Following a meeting of the company’s board this morning, Toyota announced it will exit the high profile race and pull the plug on its expensive Cologne-based team.
Toyota president Akio Toyoda said that because of the current economic conditions, the company realises it has no choice but to pull out from Formula One, adding that the decision had been a difficult one.
Honda had been the first major Japanese car maker to withdraw from Formula One, a move made last December amid a slumping economic environment. After having taken over the Honda team, Brawn GP won the 2009 F1 championship.
With this move, Toyota is looking to reduce costs as an operating loss for the six months ending September 30 is expected. It had posted its worst ever financial results in March.
Currently hurting Japanese exporters is a strong yen, making electronic items and cars too expensive.
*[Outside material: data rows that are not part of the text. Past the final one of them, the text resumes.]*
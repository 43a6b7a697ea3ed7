use serde::{Deserialize, Serialize};
use uuid::Uuid;

use crate::models::maintenance::MaintenanceRecord;

// Request para registrar una manutención
#[derive(Debug, Deserialize)]
#[serde(rename_all = "camelCase")]
pub struct CreateMaintenanceRequest {
    #[serde(alias = "data")]
    pub date: String,
    #[serde(alias = "tipo")]
    pub service_type: String,
    #[serde(alias = "custo")]
    pub cost: f64,
    #[serde(default, alias = "descricao")]
    pub description: Option<String>,
}

// Response de un registro de manutención
#[derive(Debug, Serialize)]
#[serde(rename_all = "camelCase")]
pub struct MaintenanceResponse {
    pub id: Uuid,
    pub date: String,
    pub service_type: String,
    pub cost: f64,
    pub description: String,
    /// Texto de exhibición listo para la UI
    pub formatted: String,
    /// `true` si está agendada para el futuro
    pub agendada: bool,
}

impl MaintenanceResponse {
    pub fn from_record(record: &MaintenanceRecord) -> Self {
        let snapshot = record.to_snapshot();
        Self {
            id: record.id(),
            date: snapshot.date,
            service_type: snapshot.service_type,
            cost: snapshot.cost,
            description: snapshot.description,
            formatted: record.format(),
            agendada: record.is_future_scheduled(),
        }
    }
}

// Historial particionado en pasadas y agendadas
#[derive(Debug, Serialize)]
pub struct MaintenanceHistoryResponse {
    pub historico: Vec<MaintenanceResponse>,
    pub agendadas: Vec<MaintenanceResponse>,
}
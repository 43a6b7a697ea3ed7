//! Contenido público estático
//!
//! Dicas de manutención y vehículos en destaque que la API sirve sin
//! autenticación.

use lazy_static::lazy_static;
use serde::Serialize;

/// Dica de manutención; `tipo` restringe la dica a una variante
#[derive(Debug, Clone, Copy, Serialize)]
pub struct MaintenanceTip {
    pub id: u32,
    pub dica: &'static str,
    #[serde(skip_serializing_if = "Option::is_none")]
    pub tipo: Option<&'static str>,
}

/// Vehículo en destaque de la vitrine pública
#[derive(Debug, Clone, Copy, Serialize)]
#[serde(rename_all = "camelCase")]
pub struct FeaturedVehicle {
    pub modelo: &'static str,
    pub ano: u16,
    pub destaque: &'static str,
    pub imagem_url: &'static str,
}

lazy_static! {
    static ref MAINTENANCE_TIPS: Vec<MaintenanceTip> = vec![
        MaintenanceTip {
            id: 1,
            dica: "Calibre os pneus pelo menos uma vez por semana.",
            tipo: None,
        },
        MaintenanceTip {
            id: 2,
            dica: "Troque o óleo do motor conforme o manual do fabricante.",
            tipo: None,
        },
        MaintenanceTip {
            id: 3,
            dica: "Verifique o nível do fluido de freio mensalmente.",
            tipo: None,
        },
        MaintenanceTip {
            id: 4,
            dica: "Confira o desgaste dos pneus após usar o turbo com frequência.",
            tipo: Some("CarroEsportivo"),
        },
        MaintenanceTip {
            id: 5,
            dica: "Use somente pneus de alto índice de velocidade.",
            tipo: Some("CarroEsportivo"),
        },
        MaintenanceTip {
            id: 6,
            dica: "Inspecione o sistema de freios a ar antes de cada viagem longa.",
            tipo: Some("Caminhao"),
        },
        MaintenanceTip {
            id: 7,
            dica: "Respeite o limite de carga: excesso desgasta a suspensão.",
            tipo: Some("Caminhao"),
        },
        MaintenanceTip {
            id: 8,
            dica: "Faça o rodízio dos pneus a cada 10.000 km.",
            tipo: Some("Carro"),
        },
    ];
    static ref FEATURED_VEHICLES: Vec<FeaturedVehicle> = vec![
        FeaturedVehicle {
            modelo: "Mustang Mach-E",
            ano: 2024,
            destaque: "Elétrico com 480 km de autonomia",
            imagem_url: "https://example.com/imagens/mustang-mach-e.jpg",
        },
        FeaturedVehicle {
            modelo: "Porsche 911 Turbo S",
            ano: 2025,
            destaque: "0 a 100 km/h em 2,7 segundos",
            imagem_url: "https://example.com/imagens/porsche-911.jpg",
        },
        FeaturedVehicle {
            modelo: "Scania R 450 Super",
            ano: 2024,
            destaque: "8% mais econômico na linha pesada",
            imagem_url: "https://example.com/imagens/scania-r450.jpg",
        },
    ];
}

/// `true` si el label pertenece al vocabulario de variantes
pub fn is_valid_kind_label(label: &str) -> bool {
    matches!(label, "Carro" | "CarroEsportivo" | "Caminhao")
}

/// Dicas generales más las específicas de la variante pedida
pub fn maintenance_tips(kind_filter: Option<&str>) -> Vec<MaintenanceTip> {
    MAINTENANCE_TIPS
        .iter()
        .filter(|tip| match (tip.tipo, kind_filter) {
            (None, _) => true,
            (Some(_), None) => true,
            (Some(tip_kind), Some(filter)) => tip_kind == filter,
        })
        .copied()
        .collect()
}

pub fn featured_vehicles() -> Vec<FeaturedVehicle> {
    FEATURED_VEHICLES.clone()
}

#[cfg(test)]
mod tests {
    use super::*;

    #[test]
    fn sin_filtro_devuelve_todas_las_dicas() {
        assert_eq!(maintenance_tips(None).len(), MAINTENANCE_TIPS.len());
    }

    #[test]
    fn filtro_por_variante_excluye_las_otras() {
        let tips = maintenance_tips(Some("Caminhao"));
        assert!(tips
            .iter()
            .all(|tip| tip.tipo.is_none() || tip.tipo == Some("Caminhao")));
        assert!(tips.iter().any(|tip| tip.tipo == Some("Caminhao")));
        assert!(!tips.iter().any(|tip| tip.tipo == Some("CarroEsportivo")));
    }

    #[test]
    fn vocabulario_de_variantes() {
        assert!(is_valid_kind_label("Carro"));
        assert!(is_valid_kind_label("CarroEsportivo"));
        assert!(is_valid_kind_label("Caminhao"));
        assert!(!is_valid_kind_label("Moto"));
    }
}
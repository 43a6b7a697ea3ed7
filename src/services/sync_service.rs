//! Sincronización de vehículos
//!
//! Colaborador de persistencia invocado tras cada mutación de historial.
//! Best-effort: un fallo se registra pero no se propaga a la operación
//! que lo disparó (el estado en memoria ya es consistente).

use async_trait::async_trait;
use sqlx::PgPool;

use crate::models::vehicle::Vehicle;
use crate::repositories::vehicle_repository::VehicleRepository;
use crate::utils::errors::AppError;

#[async_trait]
pub trait VehicleSync: Send + Sync {
    async fn sync_vehicle(&self, vehicle: &Vehicle) -> Result<(), AppError>;
}

/// Sincronización respaldada por la tabla vehicles
pub struct RepositorySync {
    repository: VehicleRepository,
}

impl RepositorySync {
    pub fn new(pool: PgPool) -> Self {
        Self {
            repository: VehicleRepository::new(pool),
        }
    }
}

#[async_trait]
impl VehicleSync for RepositorySync {
    async fn sync_vehicle(&self, vehicle: &Vehicle) -> Result<(), AppError> {
        self.repository.save_state(vehicle).await
    }
}

/// Dispara la sincronización sin propagar el fallo al llamador
pub async fn sync_best_effort(sync: &dyn VehicleSync, vehicle: &Vehicle) {
    if let Err(e) = sync.sync_vehicle(vehicle).await {
        log::warn!("⚠️ Falha ao sincronizar veículo {}: {}", vehicle.id(), e);
    }
}
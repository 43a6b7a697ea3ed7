//! Registro de manutención
//!
//! Valor inmutable que representa un evento de servicio del vehículo. La
//! validación ocurre una única vez en la construcción; después de eso el
//! registro no puede mutarse. Cada registro pertenece exclusivamente al
//! historial del vehículo que lo contiene.

use chrono::{DateTime, NaiveDate, Utc};
use rust_decimal::prelude::ToPrimitive;
use rust_decimal::Decimal;
use serde::{Deserialize, Serialize};
use uuid::Uuid;

use super::DomainError;

#[derive(Debug, Clone, PartialEq)]
pub struct MaintenanceRecord {
    id: Uuid,
    date: NaiveDate,
    service_type: String,
    cost: Decimal,
    description: String,
}

impl MaintenanceRecord {
    /// Construye un registro validando fecha, tipo y costo. Falla sin
    /// producir un objeto parcial.
    pub fn new(
        date_input: &str,
        service_type: &str,
        cost: f64,
        description: &str,
    ) -> Result<Self, DomainError> {
        Self::with_id(Uuid::new_v4(), date_input, service_type, cost, description)
    }

    pub fn with_id(
        id: Uuid,
        date_input: &str,
        service_type: &str,
        cost: f64,
        description: &str,
    ) -> Result<Self, DomainError> {
        let date = parse_service_date(date_input)?;

        let service_type = service_type.trim();
        if service_type.is_empty() {
            return Err(DomainError::Validation(
                "o tipo de serviço é obrigatório".to_string(),
            ));
        }

        if !cost.is_finite() {
            return Err(DomainError::Validation(format!(
                "custo de manutenção inválido: {}",
                cost
            )));
        }
        let cost = Decimal::from_f64_retain(cost).ok_or_else(|| {
            DomainError::Validation(format!("custo de manutenção inválido: {}", cost))
        })?;
        if cost < Decimal::ZERO {
            return Err(DomainError::Validation(
                "o custo da manutenção não pode ser negativo".to_string(),
            ));
        }

        Ok(Self {
            id,
            date,
            service_type: service_type.to_string(),
            cost,
            description: description.trim().to_string(),
        })
    }

    pub fn id(&self) -> Uuid {
        self.id
    }

    pub fn date(&self) -> NaiveDate {
        self.date
    }

    pub fn service_type(&self) -> &str {
        &self.service_type
    }

    pub fn cost(&self) -> Decimal {
        self.cost
    }

    pub fn description(&self) -> &str {
        &self.description
    }

    /// Texto de exhibición: `dd/mm/aaaa - Tipo (R$ custo)[ - Desc: ...]`
    pub fn format(&self) -> String {
        let mut text = format!(
            "{} - {} (R$ {:.2})",
            self.date.format("%d/%m/%Y"),
            self.service_type,
            self.cost
        );
        if !self.description.is_empty() {
            text.push_str(&format!(" - Desc: {}", self.description));
        }
        text
    }

    /// `true` solo si la fecha es estrictamente posterior al día calendario
    /// UTC actual.
    pub fn is_future_scheduled(&self) -> bool {
        self.is_future_on(Utc::now().date_naive())
    }

    pub fn is_future_on(&self, today: NaiveDate) -> bool {
        self.date > today
    }

    pub fn to_snapshot(&self) -> MaintenanceSnapshot {
        MaintenanceSnapshot {
            id: Some(self.id),
            date: self.date.format("%Y-%m-%d").to_string(),
            service_type: self.service_type.clone(),
            cost: self.cost.to_f64().unwrap_or(0.0),
            description: self.description.clone(),
        }
    }

    pub fn from_snapshot(snapshot: &MaintenanceSnapshot) -> Result<Self, DomainError> {
        Self::with_id(
            snapshot.id.unwrap_or_else(Uuid::new_v4),
            &snapshot.date,
            &snapshot.service_type,
            snapshot.cost,
            &snapshot.description,
        )
    }
}

/// Representación serializada cruda de un registro de manutención. Es la
/// frontera de parse: entradas malformadas se descartan al rehidratar.
#[derive(Debug, Clone, PartialEq, Serialize, Deserialize)]
#[serde(rename_all = "camelCase")]
pub struct MaintenanceSnapshot {
    #[serde(default, skip_serializing_if = "Option::is_none")]
    pub id: Option<Uuid>,
    #[serde(alias = "data")]
    pub date: String,
    #[serde(alias = "tipo")]
    pub service_type: String,
    #[serde(default, alias = "custo")]
    pub cost: f64,
    #[serde(default, alias = "descricao")]
    pub description: String,
}

/// Normaliza la entrada al día calendario UTC: acepta `YYYY-MM-DD` o
/// RFC3339 (la hora y el offset se descartan tras convertir a UTC).
fn parse_service_date(input: &str) -> Result<NaiveDate, DomainError> {
    let raw = input.trim();
    if raw.is_empty() {
        return Err(DomainError::Validation(
            "a data da manutenção é obrigatória".to_string(),
        ));
    }
    if let Ok(date) = NaiveDate::parse_from_str(raw, "%Y-%m-%d") {
        return Ok(date);
    }
    if let Ok(datetime) = DateTime::parse_from_rfc3339(raw) {
        return Ok(datetime.with_timezone(&Utc).date_naive());
    }
    Err(DomainError::Validation(format!(
        "data de manutenção inválida: '{}'",
        raw
    )))
}

#[cfg(test)]
mod tests {
    use super::*;

    #[test]
    fn construye_registro_valido() {
        let record =
            MaintenanceRecord::new("2026-03-10", "Troca de óleo", 150.0, "Óleo sintético")
                .unwrap();
        assert_eq!(record.date(), NaiveDate::from_ymd_opt(2026, 3, 10).unwrap());
        assert_eq!(record.service_type(), "Troca de óleo");
        assert_eq!(record.cost(), Decimal::new(150, 0));
        assert_eq!(record.description(), "Óleo sintético");
    }

    #[test]
    fn normaliza_fecha_rfc3339_al_dia_utc() {
        // 23:30 del día 9 en UTC-3 ya es día 10 en UTC
        let record =
            MaintenanceRecord::new("2026-03-09T23:30:00-03:00", "Revisão", 0.0, "").unwrap();
        assert_eq!(record.date(), NaiveDate::from_ymd_opt(2026, 3, 10).unwrap());
    }

    #[test]
    fn rechaza_fecha_invalida() {
        assert!(MaintenanceRecord::new("10/03/2026", "Revisão", 10.0, "").is_err());
        assert!(MaintenanceRecord::new("", "Revisão", 10.0, "").is_err());
        assert!(MaintenanceRecord::new("no-es-fecha", "Revisão", 10.0, "").is_err());
    }

    #[test]
    fn rechaza_tipo_vacio_y_costo_invalido() {
        assert!(MaintenanceRecord::new("2026-03-10", "   ", 10.0, "").is_err());
        assert!(MaintenanceRecord::new("2026-03-10", "Revisão", -1.0, "").is_err());
        assert!(MaintenanceRecord::new("2026-03-10", "Revisão", f64::NAN, "").is_err());
        assert!(MaintenanceRecord::new("2026-03-10", "Revisão", f64::INFINITY, "").is_err());
    }

    #[test]
    fn clasificacion_futura_es_estricta() {
        let today = NaiveDate::from_ymd_opt(2026, 3, 10).unwrap();
        let record = MaintenanceRecord::new("2026-03-10", "Revisão", 10.0, "").unwrap();
        // hoy no es futuro; mañana sí
        assert!(!record.is_future_on(today));
        let tomorrow = MaintenanceRecord::new("2026-03-11", "Revisão", 10.0, "").unwrap();
        assert!(tomorrow.is_future_on(today));
        let yesterday = MaintenanceRecord::new("2026-03-09", "Revisão", 10.0, "").unwrap();
        assert!(!yesterday.is_future_on(today));
    }

    #[test]
    fn formatea_con_y_sin_descripcion() {
        let with_desc =
            MaintenanceRecord::new("2026-03-10", "Troca de óleo", 150.5, "Filtro novo").unwrap();
        assert_eq!(
            with_desc.format(),
            "10/03/2026 - Troca de óleo (R$ 150.50) - Desc: Filtro novo"
        );

        let without_desc = MaintenanceRecord::new("2026-03-10", "Revisão", 80.0, "  ").unwrap();
        assert_eq!(without_desc.format(), "10/03/2026 - Revisão (R$ 80.00)");
    }

    #[test]
    fn snapshot_preserva_los_campos() {
        let record = MaintenanceRecord::new("2026-03-10", "Alinhamento", 99.5, "Dianteiro").unwrap();
        let snapshot = record.to_snapshot();
        assert_eq!(snapshot.date, "2026-03-10");
        let back = MaintenanceRecord::from_snapshot(&snapshot).unwrap();
        assert_eq!(back, record);
    }
}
Toyoda, grandson of the car maker’s founder, has pledged to return the company to profit mode.
On Monday, other Japanese manufacturing giant Bridgestone Corp., a tire manufacturer which was supplying 40,000 tires for the various Grand Prix races, announced it would not renew its agreement with F1. The news came only one day after the 2009 F1 season ended in Abu Dhabi. Bridgestone’s contract will expire in 2010.
Last July, Fuji International Speedway, a Toyota-owned venture, revealed it would not host the 2010 Japanese F1 Grand Prix race.
This means that Toyota won’t be part of the Formula One landscape in any way, shape or form. It closes its team, pulls it’s sponsorship from the Japanese Grand Prix and even terminates the agreements with other teams using Toyota engines.